Сократ умолк и задумался.
— О чем ты, учитель?
Старик поднял светлые глаза. Они были как чужие под морщинистым шишковатым уродливым лбом.
— На Делосе есть превосходная статуя Нике. Но почему она улыбается? Будь я Архермом, я бы снял улыбку с лица Нике и повернул ее ноги так, как это соответствует свойству полета. Ведь она летит, а улыбке нужен покой... Если ты не возражаешь, давай сыграем в шашки, Симмий.
СЕРЕНДИПИТИ
В стародавние времена актуальные события и представления о них перестали совпадать, затем разошлись из-за неуемных претензий историков и футурологов, и актуальность эволюционировала в реальную область бытия, а представления о ней — в идеальную. Те, кто задумывался над этим расхождением, склонны были приписывать свойства реального бытия — идеальному. Те же, кому это безразлично, напротив, приписывали идеальные свойства — реальному бытию.

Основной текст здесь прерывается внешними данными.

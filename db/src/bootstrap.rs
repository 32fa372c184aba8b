// Copyright 2016 Mozilla
//
// Licensed under the Apache License, Version 2.0 (the "License"); you may not use
// this file except in compliance with the License. You may obtain a copy of the
// License at http://www.apache.org/licenses/LICENSE-2.0
// Unless required by applicable law or agreed to in writing, software distributed
// under the License is distributed on an "AS IS" BASIS, WITHOUT WARRANTIES OR
// CONDITIONS OF ANY KIND, either express or implied. See the License for the
// specific language governing permissions and limitations under the License.

//! Seeds a fresh store so that it describes itself.
//!
//! Fixed ids in the `db` partition: the system attributes at 1..13, the
//! value-type enum entities at 100..112, cardinality at 200..201 and
//! uniqueness at 210..211. Every system datom is written with transaction
//! 0. After seeding, the `db` partition counter stands at 300, so the
//! first declared attribute is entity 300.

use rusqlite;

use palimpsest_core::{
    Attribute,
    Entid,
    Unique,
    ValueType,
};

use db;
use entids;
use errors::Result;
use metadata;
use registry::{
    RelationSpec,
    assert_attribute_definition,
    create_attribute_relation,
};
use types::Metadata;

pub use entids::TX0;

/// One system attribute: entid, ident, type, multival, unique, doc.
type SystemAttribute = (Entid, &'static str, ValueType, bool, Option<Unique>, &'static str);

lazy_static! {
    static ref SYSTEM_ATTRIBUTES: Vec<SystemAttribute> = {
        vec![
            (entids::DB_IDENT, "db/ident", ValueType::Text, false, Some(Unique::Identity),
             "unique programmatic name of an entity"),
            (entids::DB_VALUE_TYPE, "db/valueType", ValueType::Ref, false, None,
             "logical type of an attribute's values"),
            (entids::DB_CARDINALITY, "db/cardinality", ValueType::Ref, false, None,
             "whether an attribute holds one value or a set"),
            (entids::DB_UNIQUE, "db/unique", ValueType::Ref, false, None,
             "declared uniqueness of an attribute's values"),
            (entids::DB_DOC, "db/doc", ValueType::Text, false, None,
             "documentation string of an entity"),
            (entids::DB_VIEW_IDENT, "db.view/ident", ValueType::Text, false, Some(Unique::Identity),
             "table-shaped name of a derived view"),
            (entids::DB_VIEW_ATTRIBUTES, "db.view/attributes", ValueType::Ref, true,
             None, "attributes a view row must possess"),
            (entids::DB_VIEW_DOC, "db.view/doc", ValueType::Text, false, None,
             "documentation string of a view"),
            (entids::DB_VIEW_OPTIONAL_ATTRIBUTES, "db.view/optional-attributes", ValueType::Ref, true,
             None, "attributes a view row may possess"),
        ]
    };
}

/// The idents of the enum entities: value types, cardinalities, uniqueness.
fn enum_entities() -> Vec<(Entid, String)> {
    let mut entities = vec![];
    for vt in ValueType::all() {
        entities.push((entids::value_type_entid(*vt), vt.ident()));
    }
    entities.push((entids::DB_CARDINALITY_ONE, "db.cardinality/one".to_string()));
    entities.push((entids::DB_CARDINALITY_MANY, "db.cardinality/many".to_string()));
    entities.push((entids::DB_UNIQUE_IDENTITY, Unique::Identity.ident()));
    entities.push((entids::DB_UNIQUE_VALUE, Unique::Value.ident()));
    entities
}

/// Seed an empty store. The caller provides the transaction envelope.
pub fn bootstrap(conn: &rusqlite::Connection) -> Result<()> {
    // The three system partitions. The db counter lands at 300 so that the
    // fixed id blocks above stay clear of allocation.
    conn.execute_batch("
        INSERT INTO partitions (id, ident, next_id) VALUES (0, 'db', 300);
        INSERT INTO partitions (id, ident, next_id) VALUES (1, 'tx', 1);
        INSERT INTO partitions (id, ident, next_id) VALUES (2, 'user', 1);
        INSERT INTO transactions (id, instant) VALUES (0, strftime('%Y-%m-%dT%H:%M:%fZ', 'now'));
        INSERT INTO as_of_tx (tx) VALUES (NULL);
    ")?;

    // Child relations for the system attributes come first: the definition
    // datoms live in them.
    for &(entid, ident, value_type, _, _, _) in SYSTEM_ATTRIBUTES.iter() {
        let spec = RelationSpec::new(ident, entid, value_type);
        create_attribute_relation(conn, &spec)?;
    }

    for &(entid, ident, value_type, multival, unique, doc) in SYSTEM_ATTRIBUTES.iter() {
        let mut attribute = Attribute::new(value_type, multival);
        attribute.unique = unique;
        assert_attribute_definition(conn, entid, ident, &attribute, Some(doc), TX0)?;
    }

    for (entid, ident) in enum_entities() {
        conn.execute(
            "INSERT INTO attr_db_ident (e, a, v_raw, tx) VALUES (?, ?, ?, ?)",
            rusqlite::params![entid, entids::DB_IDENT, ident, TX0])?;
    }

    let metadata = Metadata {
        attributes: metadata_from_system_attributes(),
        views: Default::default(),
    };
    db::regenerate_datoms_view(conn, &metadata)?;
    create_introspection_views(conn)?;
    Ok(())
}

fn metadata_from_system_attributes() -> ::types::AttributeMap {
    let mut map = ::types::AttributeMap::new();
    for &(entid, ident, value_type, multival, unique, doc) in SYSTEM_ATTRIBUTES.iter() {
        let mut attribute = Attribute::new(value_type, multival);
        attribute.unique = unique;
        map.insert(ident.to_string(),
                   ::types::KnownAttribute::new(entid, ident.to_string(), attribute,
                                                Some(doc.to_string())));
    }
    map
}

/// The fixed introspection views over the schema datoms. Everything else
/// in the system (metadata materialisation included) reads the store
/// through these.
fn create_introspection_views(conn: &rusqlite::Connection) -> Result<()> {
    conn.execute_batch("
        CREATE VIEW attributes AS
        SELECT i.e AS id,
               i.v_typed AS ident,
               (SELECT ti.v_typed FROM attr_db_ident ti
                 WHERE ti.e = vt.v_typed AND ti.retracted_by IS NULL) AS value_type,
               (SELECT ci.v_typed FROM attr_db_ident ci
                 WHERE ci.e = c.v_typed AND ci.retracted_by IS NULL) AS cardinality,
               (SELECT ui.v_typed FROM attr_db_ident ui
                 WHERE ui.e = u.v_typed AND ui.retracted_by IS NULL) AS \"unique\",
               d.v_typed AS doc
        FROM attr_db_ident i
        JOIN attr_db_valuetype vt ON vt.e = i.e AND vt.retracted_by IS NULL
        JOIN attr_db_cardinality c ON c.e = i.e AND c.retracted_by IS NULL
        LEFT JOIN attr_db_unique u ON u.e = i.e AND u.retracted_by IS NULL
        LEFT JOIN attr_db_doc d ON d.e = i.e AND d.retracted_by IS NULL
        WHERE i.retracted_by IS NULL;

        CREATE VIEW views AS
        SELECT n.e AS id,
               n.v_typed AS name,
               d.v_typed AS doc
        FROM attr_db_view_ident n
        LEFT JOIN attr_db_view_doc d ON d.e = n.e AND d.retracted_by IS NULL
        WHERE n.retracted_by IS NULL;

        CREATE VIEW view_attributes AS
        SELECT n.e AS view_id,
               n.v_typed AS view_name,
               r.v_typed AS attribute_id,
               (SELECT ai.v_typed FROM attr_db_ident ai
                 WHERE ai.e = r.v_typed AND ai.retracted_by IS NULL) AS attribute,
               1 AS required
        FROM attr_db_view_ident n
        JOIN attr_db_view_attributes r ON r.e = n.e AND r.retracted_by IS NULL
        WHERE n.retracted_by IS NULL
        UNION ALL
        SELECT n.e AS view_id,
               n.v_typed AS view_name,
               o.v_typed AS attribute_id,
               (SELECT ai.v_typed FROM attr_db_ident ai
                 WHERE ai.e = o.v_typed AND ai.retracted_by IS NULL) AS attribute,
               0 AS required
        FROM attr_db_view_ident n
        JOIN attr_db_view_optional_attributes o ON o.e = n.e AND o.retracted_by IS NULL
        WHERE n.retracted_by IS NULL;

        CREATE VIEW defined_attributes AS
        SELECT ident,
               substr(value_type, 9) AS value_type,
               substr(cardinality, 16) AS cardinality,
               substr(\"unique\", 11) AS \"unique\",
               doc
        FROM attributes;

        CREATE VIEW defined_views AS
        SELECT v.name AS name,
               (SELECT json_group_array(attribute) FROM
                 (SELECT attribute FROM view_attributes va
                   WHERE va.view_id = v.id AND va.required = 1 ORDER BY va.attribute))
                 AS required_attributes,
               (SELECT json_group_array(attribute) FROM
                 (SELECT attribute FROM view_attributes va
                   WHERE va.view_id = v.id AND va.required = 0 ORDER BY va.attribute))
                 AS optional_attributes,
               v.doc AS doc
        FROM views v;
    ")?;
    Ok(())
}
// Copyright 2018 Mozilla
//
// Licensed under the Apache License, Version 2.0 (the "License"); you may not use
// this file except in compliance with the License. You may obtain a copy of the
// License at http://www.apache.org/licenses/LICENSE-2.0
// Unless required by applicable law or agreed to in writing, software distributed
// under the License is distributed on an "AS IS" BASIS, WITHOUT WARRANTIES OR
// CONDITIONS OF ANY KIND, either express or implied. See the License for the
// specific language governing permissions and limitations under the License.

//! The attribute registry.
//!
//! Declaring an attribute writes its definition datoms and, in the same
//! step, provisions the typed child relation that will store its datoms:
//! one table per attribute, pinned to its attribute id by a check
//! constraint, with a stored typed projection of `v_raw` and the standard
//! index complement. Reference-typed attributes additionally carry the
//! reverse index for "what points at X" traversals.

use rusqlite;

use palimpsest_core::{
    Attribute,
    Entid,
    Unique,
    ValueType,
    idents,
};

use codec;
use db;
use entids;
use errors::{
    DbError,
    Result,
};
use schema::{
    cardinality_from_keyword,
    unique_from_keyword,
    value_type_from_keyword,
};
use types::{
    KnownAttribute,
    Metadata,
};

/// The structural description of one attribute's child relation.
#[derive(Clone, Debug, Eq, PartialEq)]
pub struct RelationSpec {
    pub table: String,
    pub attribute: Entid,
    pub value_type: ValueType,
}

impl RelationSpec {
    pub fn new(ident: &str, attribute: Entid, value_type: ValueType) -> RelationSpec {
        RelationSpec {
            table: idents::attr_table_name(ident),
            attribute: attribute,
            value_type: value_type,
        }
    }

    /// The DDL for the relation: the table itself, the append-only guard
    /// triggers, and the index complement.
    ///
    /// Mirroring table inheritance, the child repeats the parent columns
    /// `(e, a, v_raw, tx, retracted_by)` and adds the stored typed
    /// projection. The check constraint keeps the union unambiguous: a
    /// child stores only datoms of its own attribute.
    pub fn ddl(&self) -> Vec<String> {
        let t = &self.table;
        let mut statements = vec![];

        statements.push(format!(
            "CREATE TABLE \"{t}\" (\n    \
                 e INTEGER NOT NULL,\n    \
                 a INTEGER NOT NULL CHECK (a = {a}),\n    \
                 v_raw NOT NULL,\n    \
                 v_typed {typed} GENERATED ALWAYS AS (v_raw) STORED,\n    \
                 tx INTEGER NOT NULL,\n    \
                 retracted_by INTEGER,\n    \
                 PRIMARY KEY (e, a, v_raw, tx)\n\
             )",
            t = t,
            a = self.attribute,
            typed = codec::typed_column_type(self.value_type)));

        // The one permitted mutation of a datom is setting retracted_by,
        // once, to a strictly later transaction.
        statements.push(format!(
            "CREATE TRIGGER \"{t}_retract_only\" BEFORE UPDATE ON \"{t}\"\n\
             BEGIN\n    \
                 SELECT RAISE(ABORT, 'datoms are immutable except for retraction')\n    \
                 WHERE NEW.e IS NOT OLD.e OR NEW.a IS NOT OLD.a\n       \
                    OR NEW.v_raw IS NOT OLD.v_raw OR NEW.tx IS NOT OLD.tx\n       \
                    OR OLD.retracted_by IS NOT NULL\n       \
                    OR (NEW.retracted_by IS NOT NULL AND NEW.retracted_by <= OLD.tx);\n\
             END",
            t = t));
        statements.push(format!(
            "CREATE TRIGGER \"{t}_no_delete\" BEFORE DELETE ON \"{t}\"\n\
             BEGIN\n    \
                 SELECT RAISE(ABORT, 'datoms are never deleted');\n\
             END",
            t = t));

        // Partial indexes gate on current-state visibility so history does
        // not bloat the hot working set.
        statements.push(format!(
            "CREATE INDEX \"idx_{t}_value\" ON \"{t}\" (v_typed) WHERE retracted_by IS NULL",
            t = t));
        statements.push(format!(
            "CREATE INDEX \"idx_{t}_entity\" ON \"{t}\" (e) WHERE retracted_by IS NULL",
            t = t));
        if self.value_type == ValueType::Ref {
            statements.push(format!(
                "CREATE INDEX \"idx_{t}_reverse\" ON \"{t}\" (v_typed, e) WHERE retracted_by IS NULL",
                t = t));
        }
        // History scans fall back to transaction order.
        statements.push(format!(
            "CREATE INDEX \"idx_{t}_tx\" ON \"{t}\" (tx)",
            t = t));

        statements
    }
}

/// Execute the DDL for a relation spec.
pub fn create_attribute_relation(conn: &rusqlite::Connection, spec: &RelationSpec) -> Result<()> {
    for statement in spec.ddl() {
        conn.execute(&statement, [])?;
    }
    Ok(())
}

/// Insert one definition datom into a system child relation.
fn assert_system_datom(conn: &rusqlite::Connection,
                       table: &str,
                       e: Entid,
                       a: Entid,
                       v: &dyn rusqlite::types::ToSql,
                       tx: Entid)
                       -> Result<()> {
    conn.execute(
        &format!("INSERT INTO \"{}\" (e, a, v_raw, tx) VALUES (?, ?, ?, ?)", table),
        rusqlite::params![e, a, v, tx])?;
    Ok(())
}

/// Write the definition datoms for an attribute entity.
pub fn assert_attribute_definition(conn: &rusqlite::Connection,
                                   e: Entid,
                                   ident: &str,
                                   attribute: &Attribute,
                                   doc: Option<&str>,
                                   tx: Entid)
                                   -> Result<()> {
    assert_system_datom(conn, "attr_db_ident", e, entids::DB_IDENT, &ident, tx)?;
    assert_system_datom(conn, "attr_db_valuetype", e, entids::DB_VALUE_TYPE,
                        &entids::value_type_entid(attribute.value_type), tx)?;
    assert_system_datom(conn, "attr_db_cardinality", e, entids::DB_CARDINALITY,
                        &entids::cardinality_entid(attribute.multival), tx)?;
    if let Some(unique) = attribute.unique {
        assert_system_datom(conn, "attr_db_unique", e, entids::DB_UNIQUE,
                            &entids::unique_entid(unique), tx)?;
    }
    if let Some(doc) = doc {
        assert_system_datom(conn, "attr_db_doc", e, entids::DB_DOC, &doc, tx)?;
    }
    Ok(())
}

/// Declare a new attribute: validate, write its definition datoms, and
/// provision its child relation, all inside one savepoint.
///
/// Unknown enum keywords fail before any table is created. The parent
/// `datoms` view is regenerated to include the new member.
pub fn define_attribute(conn: &rusqlite::Connection,
                        metadata: &mut Metadata,
                        ident: &str,
                        value_type: &str,
                        cardinality: &str,
                        unique: Option<&str>,
                        doc: Option<&str>)
                        -> Result<Entid> {
    if !idents::is_valid_ident(ident) {
        return Err(DbError::BadIdent(ident.to_string()));
    }
    if metadata.attributes.contains_key(ident) {
        return Err(DbError::AttributeAlreadyDefined(ident.to_string()));
    }

    let value_type = value_type_from_keyword(value_type)?;
    let multival = cardinality_from_keyword(cardinality)?;
    let unique: Option<Unique> = match unique {
        Some(u) => Some(unique_from_keyword(u)?),
        None => None,
    };

    let mut attribute = Attribute::new(value_type, multival);
    attribute.unique = unique;

    conn.execute_batch("SAVEPOINT define_attribute")?;
    let defined = define_attribute_inner(conn, metadata, ident, attribute, doc);
    match defined {
        Ok(entid) => {
            conn.execute_batch("RELEASE define_attribute")?;
            Ok(entid)
        },
        Err(e) => {
            let _ = conn.execute_batch("ROLLBACK TO define_attribute; RELEASE define_attribute");
            Err(e)
        },
    }
}

fn define_attribute_inner(conn: &rusqlite::Connection,
                          metadata: &mut Metadata,
                          ident: &str,
                          attribute: Attribute,
                          doc: Option<&str>)
                          -> Result<Entid> {
    let entid = db::allocate_entity(conn, "db")?;
    let tx = db::new_transaction(conn)?;

    assert_attribute_definition(conn, entid, ident, &attribute, doc, tx)?;

    let spec = RelationSpec::new(ident, entid, attribute.value_type);
    create_attribute_relation(conn, &spec)?;

    metadata.attributes.insert(
        ident.to_string(),
        KnownAttribute::new(entid, ident.to_string(), attribute, doc.map(|d| d.to_string())));
    db::regenerate_datoms_view(conn, metadata)?;

    info!("defined attribute {} as {} in {}", ident, entid, spec.table);
    Ok(entid)
}

#[cfg(test)]
mod tests {
    use super::*;
    use db::{
        ensure_initialized,
        new_connection,
    };

    fn open_seeded() -> (rusqlite::Connection, Metadata) {
        let conn = new_connection("").expect("connection");
        let metadata = ensure_initialized(&conn).expect("initialized");
        (conn, metadata)
    }

    fn table_names(conn: &rusqlite::Connection) -> Vec<String> {
        let mut stmt = conn
            .prepare("SELECT name FROM sqlite_master WHERE type = 'table' ORDER BY name")
            .expect("prepare");
        let rows = stmt.query_map([], |row| row.get(0)).expect("rows");
        rows.collect::<rusqlite::Result<Vec<String>>>().expect("names")
    }

    #[test]
    fn test_define_attribute_provisions_relation() {
        let (conn, mut metadata) = open_seeded();
        let entid = define_attribute(&conn, &mut metadata, "person/name", "text", "one", None, None)
            .expect("defined");
        assert!(entid >= 300);
        assert!(table_names(&conn).contains(&"attr_person_name".to_string()));

        // The typed column and the check constraint are live.
        conn.execute("INSERT INTO attr_person_name (e, a, v_raw, tx) VALUES (?, ?, 'x', 0)",
                     rusqlite::params![1i64 << 48, entid])
            .expect("insert");
        let typed: String = conn
            .query_row("SELECT v_typed FROM attr_person_name", [], |row| row.get(0))
            .expect("typed");
        assert_eq!(typed, "x");
        assert!(conn
            .execute("INSERT INTO attr_person_name (e, a, v_raw, tx) VALUES (2, 1, 'x', 0)", [])
            .is_err());
    }

    #[test]
    fn test_define_attribute_indexes() {
        let (conn, mut metadata) = open_seeded();
        define_attribute(&conn, &mut metadata, "person/friend", "ref", "many", None, None)
            .expect("defined");
        let mut stmt = conn
            .prepare("SELECT name FROM sqlite_master WHERE type = 'index' AND tbl_name = 'attr_person_friend' ORDER BY name")
            .expect("prepare");
        let rows = stmt.query_map([], |row| row.get(0)).expect("rows");
        let names = rows.collect::<rusqlite::Result<Vec<String>>>().expect("names");
        assert!(names.contains(&"idx_attr_person_friend_value".to_string()));
        assert!(names.contains(&"idx_attr_person_friend_entity".to_string()));
        assert!(names.contains(&"idx_attr_person_friend_reverse".to_string()));
        assert!(names.contains(&"idx_attr_person_friend_tx".to_string()));
    }

    #[test]
    fn test_define_attribute_rejects_unknown_enums() {
        let (conn, mut metadata) = open_seeded();
        match define_attribute(&conn, &mut metadata, "person/name", "varchar", "one", None, None) {
            Err(DbError::UnknownValueType(_)) => {},
            x => panic!("expected UnknownValueType, got {:?}", x),
        }
        match define_attribute(&conn, &mut metadata, "person/name", "text", "several", None, None) {
            Err(DbError::UnknownCardinality(_)) => {},
            x => panic!("expected UnknownCardinality, got {:?}", x),
        }
        // Nothing was created on the failing paths.
        assert!(!table_names(&conn).contains(&"attr_person_name".to_string()));
    }

    #[test]
    fn test_datoms_are_immutable() {
        let (conn, mut metadata) = open_seeded();
        define_attribute(&conn, &mut metadata, "person/name", "text", "one", None, None)
            .expect("defined");
        conn.execute("INSERT INTO attr_person_name (e, a, v_raw, tx) \
                      SELECT (2 << 48) | 1, e, 'x', 0 FROM attr_db_ident WHERE v_typed = 'person/name'",
                     [])
            .expect("insert");

        // Retraction by a later transaction is permitted, once.
        conn.execute("UPDATE attr_person_name SET retracted_by = 5 WHERE retracted_by IS NULL", [])
            .expect("retract");
        assert!(conn
            .execute("UPDATE attr_person_name SET retracted_by = 6", [])
            .is_err());
        assert!(conn.execute("DELETE FROM attr_person_name", []).is_err());
    }

    #[test]
    fn test_retraction_must_be_later() {
        let (conn, mut metadata) = open_seeded();
        define_attribute(&conn, &mut metadata, "person/name", "text", "one", None, None)
            .expect("defined");
        conn.execute("INSERT INTO attr_person_name (e, a, v_raw, tx) \
                      SELECT (2 << 48) | 1, e, 'x', 7 FROM attr_db_ident WHERE v_typed = 'person/name'",
                     [])
            .expect("insert");
        assert!(conn
            .execute("UPDATE attr_person_name SET retracted_by = 7", [])
            .is_err());
    }
}
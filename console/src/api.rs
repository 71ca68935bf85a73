use async_trait::async_trait;
use common::{BrowseListing, ErrorBody, JobConfig, JobId, JobPayload, JobSummary, KillResponse,
             Run, RunId, RunTriggered};
use reqwest::{Client, RequestBuilder, Response};
use serde::de::DeserializeOwned;
use std::time::Duration;

/// Failure of a single API call.
#[derive(Debug, Clone, PartialEq, Eq, thiserror::Error)]
pub enum ApiError {
    /// The request never produced a response (connection refused, timeout, ...).
    #[error("{0}")]
    Transport(String),
    /// The backend answered with a non-2xx status.
    #[error("{detail}")]
    Status { status: u16, detail: String },
    /// The backend answered 2xx with a body that does not match the wire model.
    #[error("unexpected response: {0}")]
    Decode(String),
}

#[async_trait]
pub trait JobsApi: Send + Sync + 'static {
    /// `GET /api/jobs`
    async fn list_jobs(&self) -> Result<Vec<JobSummary>, ApiError>;
    /// `GET /api/jobs/{id}`
    async fn get_job(&self, id: &JobId) -> Result<JobConfig, ApiError>;
    /// `POST /api/jobs`
    async fn create_job(&self, payload: &JobPayload) -> Result<JobConfig, ApiError>;
    /// `PUT /api/jobs/{id}`
    async fn update_job(&self, id: &JobId, payload: &JobPayload) -> Result<JobConfig, ApiError>;
    /// `DELETE /api/jobs/{id}`
    async fn delete_job(&self, id: &JobId) -> Result<(), ApiError>;
    /// `POST /api/jobs/{id}/run`
    async fn run_job(&self, id: &JobId) -> Result<RunTriggered, ApiError>;
    /// `POST /api/jobs/{id}/kill`
    async fn kill_job(&self, id: &JobId) -> Result<KillResponse, ApiError>;
    /// `GET /api/jobs/{id}/runs?limit=N`, newest first.
    async fn job_runs(&self, id: &JobId, limit: u32) -> Result<Vec<Run>, ApiError>;
    /// `GET /api/runs?limit=N`, newest first across all jobs.
    async fn all_runs(&self, limit: u32) -> Result<Vec<Run>, ApiError>;
    /// `GET /api/runs/{id}/log`, plain text.
    async fn run_log(&self, id: &RunId) -> Result<String, ApiError>;
    /// `GET /api/browse?path=P`
    async fn browse(&self, path: &str) -> Result<BrowseListing, ApiError>;
}

pub struct HttpApi {
    client: Client,
    base_url: String,
}

impl HttpApi {
    pub fn new(base_url: &str, timeout: Duration) -> Result<Self, ApiError> {
        let client = Client::builder()
            .timeout(timeout)
            .build()
            .map_err(|e| ApiError::Transport(e.to_string()))?;
        Ok(Self {
            client,
            base_url: base_url.trim_end_matches('/').to_string(),
        })
    }

    pub fn base_url(&self) -> &str {
        &self.base_url
    }

    fn url(&self, path: &str) -> String {
        format!("{}{}", self.base_url, path)
    }

    async fn send(&self, request: RequestBuilder) -> Result<Response, ApiError> {
        let response = request
            .send()
            .await
            .map_err(|e| ApiError::Transport(e.to_string()))?;
        let status = response.status();
        if status.is_success() {
            return Ok(response);
        }
        let body = response.text().await.unwrap_or_default();
        Err(ApiError::Status {
            status: status.as_u16(),
            detail: error_detail(status.as_u16(), &body),
        })
    }

    async fn json<T: DeserializeOwned>(&self, request: RequestBuilder) -> Result<T, ApiError> {
        let response = self.send(request).await?;
        let bytes = response
            .bytes()
            .await
            .map_err(|e| ApiError::Transport(e.to_string()))?;
        serde_json::from_slice(&bytes).map_err(|e| ApiError::Decode(e.to_string()))
    }
}

/// Message shown for a non-2xx response: the JSON `detail` when the body has
/// one, the raw text otherwise, and the status line for empty bodies.
pub fn error_detail(status: u16, body: &str) -> String {
    if let Ok(parsed) = serde_json::from_str::<ErrorBody>(body) {
        return parsed.message().unwrap_or_else(|| "Request failed".to_string());
    }
    let text = body.trim();
    if text.is_empty() {
        format!("HTTP {}", status)
    } else {
        text.to_string()
    }
}

#[async_trait]
impl JobsApi for HttpApi {
    async fn list_jobs(&self) -> Result<Vec<JobSummary>, ApiError> {
        self.json(self.client.get(self.url("/api/jobs"))).await
    }

    async fn get_job(&self, id: &JobId) -> Result<JobConfig, ApiError> {
        self.json(self.client.get(self.url(&format!("/api/jobs/{}", id)))).await
    }

    async fn create_job(&self, payload: &JobPayload) -> Result<JobConfig, ApiError> {
        self.json(self.client.post(self.url("/api/jobs")).json(payload)).await
    }

    async fn update_job(&self, id: &JobId, payload: &JobPayload) -> Result<JobConfig, ApiError> {
        let url = self.url(&format!("/api/jobs/{}", id));
        self.json(self.client.put(url).json(payload)).await
    }

    async fn delete_job(&self, id: &JobId) -> Result<(), ApiError> {
        self.send(self.client.delete(self.url(&format!("/api/jobs/{}", id)))).await?;
        Ok(())
    }

    async fn run_job(&self, id: &JobId) -> Result<RunTriggered, ApiError> {
        self.json(self.client.post(self.url(&format!("/api/jobs/{}/run", id)))).await
    }

    async fn kill_job(&self, id: &JobId) -> Result<KillResponse, ApiError> {
        self.json(self.client.post(self.url(&format!("/api/jobs/{}/kill", id)))).await
    }

    async fn job_runs(&self, id: &JobId, limit: u32) -> Result<Vec<Run>, ApiError> {
        let url = self.url(&format!("/api/jobs/{}/runs", id));
        self.json(self.client.get(url).query(&[("limit", limit)])).await
    }

    async fn all_runs(&self, limit: u32) -> Result<Vec<Run>, ApiError> {
        self.json(self.client.get(self.url("/api/runs")).query(&[("limit", limit)])).await
    }

    async fn run_log(&self, id: &RunId) -> Result<String, ApiError> {
        let response = self.send(self.client.get(self.url(&format!("/api/runs/{}/log", id)))).await?;
        response.text().await.map_err(|e| ApiError::Transport(e.to_string()))
    }

    async fn browse(&self, path: &str) -> Result<BrowseListing, ApiError> {
        self.json(self.client.get(self.url("/api/browse")).query(&[("path", path)])).await
    }
}

#[cfg(test)]
mod tests {
    use super::*;

    #[test]
    fn test_error_detail_prefers_json_detail() {
        assert_eq!(error_detail(404, r#"{"detail":"Log not found"}"#), "Log not found");
        assert_eq!(error_detail(500, r#"{"error":"boom"}"#), "Request failed");
    }

    #[test]
    fn test_error_detail_falls_back_to_text_and_status() {
        assert_eq!(error_detail(502, "Bad Gateway\n"), "Bad Gateway");
        assert_eq!(error_detail(503, ""), "HTTP 503");
    }

    #[test]
    fn test_base_url_trailing_slash_is_trimmed() {
        let api = HttpApi::new("http://localhost:8000/", Duration::from_secs(5)).unwrap();
        assert_eq!(api.url("/api/jobs"), "http://localhost:8000/api/jobs");
    }
}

Поначалу ни затруднения, ни вреда от этого не было. Историки — пророки назад — занимались описанием событий, которые, как врали свидетели, все-таки происходили. Футурологи — историки вперед — планировали свои представления о том, что все-таки никогда не происходило, да и не могло произойти. Первые не доверяли вторым. Вторые игнорировали первых. В этой сумятице причина и следствие потеряли друг друга, и их общий предок — детерминированность — тихо погибла, как погибли многие виды людей и животных. И поскольку разделение идеального и реального происходило постепенно и на протяжении длительного исторического времени, это разделение почти никак не учитывалось при подсчете баланса человеческой эволюции. Верстовые столбы долгого пути выбирались случайно, из подручного материала: то пылко заверяли, что виной всему отказ от матриархата в пользу патриархата; то видели корень зла в переходе от полигамии к моногамии; то отмечали, как невесть что, разделение труда на скотоводческий и земледельческий; то наперебой надеялись, что все исправит открытие пара, электричества и атома. Но так бывает и в жизни отдельного человека: он думает, что у него нефрит, а это всего лишь ботинки жмут. То, напротив, он надеется, что у него пиджак великоват, а на самом деле это эмфизема. И так далее и тому подобное. И редко кто догадывается, что в основе всего расхождение реального и идеального. Это не означает, что они не учитывают интересов друг друга. Первые поставляют вторым продукты питания, вторые снабжают первых иллюзиями, что все идет как надо. Иногда те и другие спохватываются, и тогда начинаются взаимные тяжбы, обвинения, переходящие в потасовки и революции. После чего все расходятся копить недовольство до следующего раза. Люди, занятые реальными предметами, мало интересовались себе подобными: профессия пекаря не изменилась со времен Адама, а рецепт изготовления сдобных булочек редко
ПЛЕННИКИ
Человек не рождается свободным. Он рождается пленником времени. Из этого плена освобождает только смерть. Мы — заложники времени. Некоторым еретикам удавалось преодолеть замкнутость, выкупить у времени самих себя. Такими были, например, гностики и перс Мани. Египтянин Арий и британец Пеллагий. Такими были монтанисты и другие. Такими же были гении и благодетели человечества. Они уходили, оставляя вместо себя некий след памяти, тотчас обраставший слухами о подробностях: дескать, вообще-то из этой тюрьмы убежать невозможно, но однажды такой-то сумел это сделать... И далее следует рассказ о счастливчике.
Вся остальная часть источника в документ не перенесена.